Assumes smooth behaviour across samples: Samples that are different by one $x_i$ should not have vasty different estimates. Check out the book (pg. 157) for similarities with Taylor series methods, and therefore, it’s dependence on local derivatives. We’ll see an example with lowess curves where this is violated.

The Nonparametric Bootstrap

The ideal way to get standard errors would be to get new samples from $F$ and compute your statistic. But $F$ is usually not known. Bootstrap uses the estimate $\hat{F}$ instead of $F$.

Algorithm is quite simple. You take a bootstrap sample:

\[\boldsymbol{x}^* = (x_1^*,x_2^*,...,x_n^* )\]

where $x_i^* $ is drawn randomly with equal probability and with replacement from $(x_1, x_2,…,x_n)$.

Take this bootstrap sample, $\boldsymbol{x}^* $ and plug it into your estimator and get an estimate:

\[\hat{\theta}^* = s(\boldsymbol{x}^* )\]

Do this $B$ times where $B$ is some large number to get an estimate for each bootstrap sample.

\[\hat{\theta}^{* b} = s(\boldsymbol{x}^{* b} )\,\,\,\,\text{for }b = 1, 2, ..., B\]

Calculate the empirical standard deviation of the $\hat{\theta}^{* b}$ values:

\[\hat{se}_{boot} = \left[ \sum^B_{b = 1}\left(\hat{\theta}^{* b} - \hat{\theta}^{* \cdot} \right)^2 \Big/ (B - 1)\right]^{1/2}\text{ (1)}\\ \text{with }\hat{\theta}^{* \cdot} = \sum^{B}_{b = 1} \hat{\theta}^{* b} \big/ B\]

To summarise:

  1. Get $B$ samples with replacement of size $n$ from $(x_1, x_2,…,x_n)$.
  2. Calculate your statistic, $\hat{\theta}$, for each of these samples.
  3. Take the empirical standard deviation of all these $\hat{\theta}$s to get your standard error.

The good stuff

Like the jackknife, it’s completely automatic. It’s more dependable than jackknife for non-smooth statistics since it doesn’t depend on local derivatives.

The bad stuff

Computationally, it can be quite expensive.

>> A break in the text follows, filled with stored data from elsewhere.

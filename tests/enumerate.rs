use std::collections::LinkedList;

use lockstep::{enumerate, enumerate_with};

#[test]
fn enumerate_elements() {
    let strings: LinkedList<&str> = ["a", "b", "c"].into_iter().collect();

    let mut expected = 0;
    for (index, string) in enumerate(&strings) {
        assert_eq!(index, expected);
        assert_eq!(*string, ["a", "b", "c"][expected]);
        expected += 1;
    }
    assert_eq!(expected, 3);
}

#[test]
fn enumerate_offset() {
    let strings = ["a", "b", "c"];
    let indexed: Vec<_> = enumerate_with(&strings, 4usize, 1).collect();
    assert_eq!(indexed, [(4, &"a"), (5, &"b"), (6, &"c")]);
}

#[test]
fn enumerate_negative_offset() {
    let strings = ["a", "b", "c"];
    let indexed: Vec<_> = enumerate_with(&strings, -3i32, 1).collect();
    assert_eq!(indexed, [(-3, &"a"), (-2, &"b"), (-1, &"c")]);
}

#[test]
fn enumerate_decreasing() {
    let strings = ["a", "b", "c"];
    let indexed: Vec<_> = enumerate_with(&strings, 4i32, -2).collect();
    assert_eq!(indexed, [(4, &"a"), (2, &"b"), (0, &"c")]);
}

#[test]
fn enumerate_mutate() {
    let mut strings: LinkedList<String> = ["a", "b", "c"].map(String::from).into_iter().collect();
    for (index, string) in enumerate(&mut strings) {
        string.push_str(&index.to_string());
    }

    assert!(strings.iter().eq(["a0", "b1", "c2"].iter()));
}

#[test]
fn enumerate_by_value() {
    let strings = vec![String::from("x"), String::from("y")];
    let owned: Vec<(usize, String)> = enumerate(strings).collect();
    assert_eq!(owned, [(0, String::from("x")), (1, String::from("y"))]);
}

#[test]
fn enumerate_skip_ahead() {
    let numbers = [10, 20, 30, 40];
    let mut it = enumerate(&numbers);
    assert_eq!(it.nth(2), Some((2, &30)));
    assert_eq!(it.next(), Some((3, &40)));
    assert_eq!(it.next(), None);
}

#[test]
fn enumerate_empty() {
    let empty: Vec<i32> = Vec::new();
    assert_eq!(enumerate(&empty).next(), None);
}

Example 1: standard errors for lowess

I’m going to skip the code for the jackknife and bootstrap here since it’s fairly straightforward (you can checkout the notebook if you like) and skip to the results:


Note that they are pretty similar most of the way but the jackknife estimates get funky around 25. In Efron and Hastie’s words: “local derivatives greatly overstate the sensitivity of the lowess curve to global changes in the sample $\boldsymbol{x}$”

Example 2: The “eigenratio”

We have a table of results of 22 students taking 5 tests. The pairwise correlations of these scores is:


We want to the calculate the standard errors for the “eigenratio” statistic for this table:

\[\hat{\theta} = \text{largest eigenvalue / sum eigenvalues}\]

which says how closely the five scores can be predicted by a single linear combination of the columns. The plot below shows the bootstrap results:


Few interesting things to note here. The jackknife estimate of standard error is larger than the bootstrap’s. The distribution isn’t normal. If you decided to get a confidence interval using +/- 1.96 $\hat{se}$ for a 95% coverage, you’d be quite biased.

The Parametric Bootstrap

I like parametric methods. Often there are distributional assumptions you are willing to make that help your model along substantially. If I asked you what is the effect on sales as if you increase the discount, you’d be comfortable saying it’s some monotonically increasing function. That’s information that you can’t include in your random forest model (easily).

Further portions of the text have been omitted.